Because most Crimean Roma were recorded as Tatars in their passports and the censuses even before the Nazi occupation, it is impossible to determine the exact survival rate given the lack of consensus among historians on the pre-Holocaust population of the Crimean Roma in the first place and uncertainly about the exact number of Crimean Roma killed by the Nazis. Nazi reports on murders of Crimean Roma also would refer to the victims by a variety of ambiguous terms such as "asocials" and "saboteurs," complicating attempts to figure out how many Crimean Roma were killed by the Nazis. Lower estimates of survival rates hover at around 30%, but it is likely that the survival rate is much higher when taking into account that so many Crimean Roma were registered as Tatars. This ambiguity in their survival rate is complicated by the fact that it is unclear how many alleged "tatar-gypsies" killed by the Nazis were actually Gadjo victims of mistaken identity; for example, the surviving residents of Burlak-toma (Note: Also spelled as Burlak-tama.) village unanimously gave sworn testimony that the victims of the massacre in their village on 28 March 1942 were all just Gadjo Crimean Tatars falsely accused of being "tatar-gypsies" by the local village headman, Matvei Krivoruchko. Many of the victims of the Simferopol massacre told the Nazis that they were Tatars, and others said they were Turkmen, which was at the time the self-name of the Tayfa Crimean Tatars whose origins remain disputed. (Note: Tayfa Crimean Tatars, many of whom were killed in the Holocaust, used to call themselves Turkmens, while other Crimean Tatars called them Gurbets at the time. Both anthropologists and the Tayfa community themselves continue to have a difference of opinion on their origins, with some academics saying they are a subgroup of Romani people while others hold the opinion that they are Gadjo, possibly of Kurdish origin.)
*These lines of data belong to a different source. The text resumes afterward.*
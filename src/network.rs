use std::str::FromStr;

use rustc_hash::FxHashMap;

use crate::{
    dinic::compute_max_flow_dinitz, edmonds_karp::compute_max_flow_edmonds_karp, error::FlowError,
    flow::Flow, residual::ResidualGraph, verify,
};

pub trait FlowGraph {
    fn get_node_count(&self) -> usize;
    // Target + edge capacity
    fn get_node_adj_list(&self, node: usize) -> impl Iterator<Item = (usize, u64)>;

    fn get_capacity(&self, source: usize, target: usize) -> u64 {
        self.get_node_adj_list(source)
            .find_map(|(k, v)| if k == target { Some(v) } else { None })
            .unwrap_or(0)
    }
}

impl FlowGraph for [FxHashMap<usize, u64>] {
    fn get_node_count(&self) -> usize {
        self.len()
    }

    fn get_node_adj_list(&self, node: usize) -> impl Iterator<Item = (usize, u64)> {
        self[node].iter().map(|(k, v)| (*k, *v))
    }

    fn get_capacity(&self, source: usize, target: usize) -> u64 {
        self[source].get(&target).copied().unwrap_or(0)
    }
}

impl FlowGraph for [Vec<(usize, u64)>] {
    fn get_node_count(&self) -> usize {
        self.len()
    }

    fn get_node_adj_list(&self, node: usize) -> impl Iterator<Item = (usize, u64)> {
        self[node].iter().copied()
    }
}

/// Order in which the engines pick among equally good neighbors.
///
/// Only the decomposition of the flow into paths depends on it, never the
/// flow value.
#[derive(Clone, Copy, Debug, Default, PartialEq, Eq)]
pub enum TieBreak {
    /// Hash-map iteration order.
    #[default]
    Arbitrary,
    LowestIndex,
    HighestIndex,
}

impl TieBreak {
    pub fn pick(self, mut candidates: impl Iterator<Item = usize>) -> Option<usize> {
        match self {
            TieBreak::Arbitrary => candidates.next(),
            TieBreak::LowestIndex => candidates.min(),
            TieBreak::HighestIndex => candidates.max(),
        }
    }

    /// Sorts a neighbor list in place according to the rule.
    pub fn order(self, neighbors: &mut [(usize, u64)]) {
        match self {
            TieBreak::Arbitrary => {}
            TieBreak::LowestIndex => neighbors.sort_unstable_by_key(|(v, _)| *v),
            TieBreak::HighestIndex => {
                neighbors.sort_unstable_by_key(|(v, _)| std::cmp::Reverse(*v))
            }
        }
    }
}

#[derive(Clone, Copy, Debug, PartialEq, Eq)]
pub enum FlowAlgorithm {
    Dinitz,
    EdmondsKarp,
}

impl FromStr for FlowAlgorithm {
    type Err = FlowError;

    fn from_str(s: &str) -> Result<Self, Self::Err> {
        match s.to_ascii_lowercase().as_str() {
            "dinitz" | "dinic" => Ok(FlowAlgorithm::Dinitz),
            "edmonds-karp" | "edmonds_karp" | "ek" => Ok(FlowAlgorithm::EdmondsKarp),
            _ => Err(FlowError::UnknownAlgorithm(s.to_string())),
        }
    }
}

/// A capacitated network with a designated source and sink.
#[derive(Clone, Debug)]
pub struct FlowNetwork {
    adj_list: Vec<FxHashMap<usize, u64>>,
    source: usize,
    dest: usize,
    tie_break: TieBreak,
}

impl FlowNetwork {
    /// Creates a network without edges; see [`FlowNetwork::add_edge`].
    pub fn new(num_vertices: usize, source: usize, dest: usize) -> Result<Self, FlowError> {
        for vertex in [source, dest] {
            if vertex >= num_vertices {
                return Err(FlowError::VertexOutOfRange {
                    vertex,
                    num_vertices,
                });
            }
        }
        if source == dest {
            return Err(FlowError::SourceIsSink(source));
        }

        Ok(Self {
            adj_list: vec![FxHashMap::default(); num_vertices],
            source,
            dest,
            tie_break: TieBreak::default(),
        })
    }

    /// Copies the positive capacities of any adjacency representation.
    pub fn from_graph<F: FlowGraph + ?Sized>(
        graph: &F,
        source: usize,
        dest: usize,
    ) -> Result<Self, FlowError> {
        let mut network = Self::new(graph.get_node_count(), source, dest)?;
        for node in 0..graph.get_node_count() {
            for (target, capacity) in graph.get_node_adj_list(node) {
                network.add_edge(node, target, capacity)?;
            }
        }
        Ok(network)
    }

    /// Dense constructor: `matrix[u][v]` is the capacity of `u -> v`.
    pub fn from_capacity_matrix(
        num_vertices: usize,
        matrix: &[Vec<u64>],
        source: usize,
        dest: usize,
    ) -> Result<Self, FlowError> {
        if matrix.len() != num_vertices {
            return Err(FlowError::MatrixRowCount {
                expected: num_vertices,
                rows: matrix.len(),
            });
        }
        if let Some((row, line)) = matrix
            .iter()
            .enumerate()
            .find(|(_, line)| line.len() != num_vertices)
        {
            return Err(FlowError::MatrixRowLength {
                row,
                len: line.len(),
                expected: num_vertices,
            });
        }

        let mut network = Self::new(num_vertices, source, dest)?;
        for (node, line) in matrix.iter().enumerate() {
            for (target, &capacity) in line.iter().enumerate() {
                network.add_edge(node, target, capacity)?;
            }
        }
        Ok(network)
    }

    pub fn with_tie_break(mut self, tie_break: TieBreak) -> Self {
        self.tie_break = tie_break;
        self
    }

    /// Sets the capacity of `node -> target`. Zero capacities are not stored.
    pub fn add_edge(&mut self, node: usize, target: usize, capacity: u64) -> Result<(), FlowError> {
        let num_vertices = self.adj_list.len();
        for vertex in [node, target] {
            if vertex >= num_vertices {
                return Err(FlowError::VertexOutOfRange {
                    vertex,
                    num_vertices,
                });
            }
        }
        if capacity == 0 {
            self.adj_list[node].remove(&target);
            return Ok(());
        }
        if node == target {
            return Err(FlowError::SelfLoop(node));
        }
        self.adj_list[node].insert(target, capacity);
        Ok(())
    }

    pub fn num_vertices(&self) -> usize {
        self.adj_list.len()
    }

    pub fn num_edges(&self) -> usize {
        self.adj_list.iter().map(|edges| edges.len()).sum()
    }

    pub fn source(&self) -> usize {
        self.source
    }

    pub fn dest(&self) -> usize {
        self.dest
    }

    pub fn tie_break(&self) -> TieBreak {
        self.tie_break
    }

    pub fn adj_list(&self) -> &[FxHashMap<usize, u64>] {
        &self.adj_list
    }

    pub fn capacity(&self, node: usize, target: usize) -> u64 {
        self.adj_list.get_capacity(node, target)
    }

    pub fn compute_max_flow_dinitz(&self) -> (Flow, usize) {
        compute_max_flow_dinitz(self)
    }

    pub fn compute_max_flow_edmonds_karp(&self) -> (Flow, usize) {
        compute_max_flow_edmonds_karp(self)
    }

    pub fn compute_max_flow(&self, algorithm: FlowAlgorithm) -> (Flow, usize) {
        match algorithm {
            FlowAlgorithm::Dinitz => self.compute_max_flow_dinitz(),
            FlowAlgorithm::EdmondsKarp => self.compute_max_flow_edmonds_karp(),
        }
    }

    pub fn is_flow_feasible(&self, flow: &Flow) -> bool {
        verify::is_flow_feasible(self, flow)
    }

    /// Edges of a minimum cut, given a maximum flow of this network.
    ///
    /// The cut separates the vertices still reachable from the source in
    /// the residual graph from the others.
    pub fn compute_min_cut(&self, flow: &Flow) -> Vec<(usize, usize)> {
        let mut residual = ResidualGraph::build(self.adj_list());
        residual.apply_flow(flow);
        let reachable = residual.reachable_from(self.source);

        let mut min_cut = vec![];
        for (node, edges) in self.adj_list.iter().enumerate() {
            if !reachable[node] {
                continue;
            }
            for (&target, &capacity) in edges.iter() {
                if capacity > 0 && !reachable[target] {
                    min_cut.push((node, target));
                }
            }
        }
        min_cut.sort_unstable();
        min_cut
    }
}

impl FlowGraph for FlowNetwork {
    fn get_node_count(&self) -> usize {
        self.adj_list.len()
    }

    fn get_node_adj_list(&self, node: usize) -> impl Iterator<Item = (usize, u64)> {
        self.adj_list.get_node_adj_list(node)
    }

    fn get_capacity(&self, source: usize, target: usize) -> u64 {
        self.adj_list.get_capacity(source, target)
    }
}
use crate::{
    flow::Flow,
    levels::{build_levels, AdvancingGraph},
    network::{FlowNetwork, TieBreak},
    residual::ResidualGraph,
};

/// Saturates every `source -> dest` path of `advancing`.
///
/// The walk keeps the current path on an explicit stack. Saturated edges
/// are deleted and the stack is cut back to the tail of the shallowest
/// one; a vertex without outgoing edges is removed from the graph through
/// its incoming edges, so no edge or dead end is visited twice in the
/// phase. `advancing` is left pruned.
pub fn compute_blocking_flow(
    advancing: &mut AdvancingGraph,
    source: usize,
    dest: usize,
    tie_break: TieBreak,
) -> Flow {
    let mut blocking_flow = Flow::new(advancing.nodes_count());
    let mut stack = vec![source];

    while let Some(&node) = stack.last() {
        if node == dest {
            let delta = stack
                .windows(2)
                .map(|edge| advancing.capacity(edge[0], edge[1]))
                .min()
                .unwrap_or(0);

            let mut first_saturated = None;
            for (pos, edge) in stack.windows(2).enumerate() {
                blocking_flow.push(edge[0], edge[1], delta);
                if advancing.consume(edge[0], edge[1], delta) && first_saturated.is_none() {
                    first_saturated = Some(pos);
                }
            }

            // The bottleneck edge is always saturated: resume from the tail
            // of the shallowest one
            stack.truncate(first_saturated.unwrap_or(0) + 1);
        } else if let Some(head) = tie_break.pick(advancing.out_neighbors(node)) {
            stack.push(head);
        } else {
            // Dead end
            advancing.disconnect_incoming(node);
            stack.pop();
        }
    }

    blocking_flow
}

/// Dinic's max-flow: one blocking flow per BFS layering.
///
/// Returns the flow and the number of phases.
pub fn compute_max_flow_dinitz(network: &FlowNetwork) -> (Flow, usize) {
    let (source, dest) = (network.source(), network.dest());
    let mut residual = ResidualGraph::build(network);
    let mut flow = Flow::new(network.num_vertices());
    let mut iterations = 0;

    while residual.has_path(source, dest) {
        let level = build_levels(&residual, source);
        let mut advancing = AdvancingGraph::build(&residual, &level);

        let blocking_flow =
            compute_blocking_flow(&mut advancing, source, dest, network.tie_break());
        iterations += 1;

        log::debug!(
            "Phase {}: distance {:?}, blocking flow {}",
            iterations,
            level[dest],
            blocking_flow.value(source)
        );

        residual.apply_flow(&blocking_flow);
        flow.add(&blocking_flow);
    }

    log::debug!(
        "Dinitz: flow {} after {} phases",
        flow.value(source),
        iterations
    );
    (flow, iterations)
}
Romani communities in many Crimean Tatar majority cities such as Bakhchisarai were spared the Holocaust, in contrast to the Romani communities who inhabited slavic-majority cities like Simferopol that were not able to escape the city were hit hard by the Holocaust, which the Nazis noted was supported by most of the population. In the end, Crimean Tatar efforts to save the Roma resulted in the Nazis giving up on the extermination of the remaining Crimean Roma. Romani Crimean Tatars who survived the Holocaust because they were registered as Tatars were subject to Deportation.

==In the Balkans==
The Bosniaks from Zenica published a declaration stressing the special position of the so called White Gipsy/Bijeli cigo a sedentary Muslim Roma community, and with help of religious authorities in Sarajevo, the declaration influenced the Ustaše authorities to make a special provision in May 1942 to spare Muslim Roma residing in Bosnia and Herzegovina from deportation to the concentration camps to Jasenovac.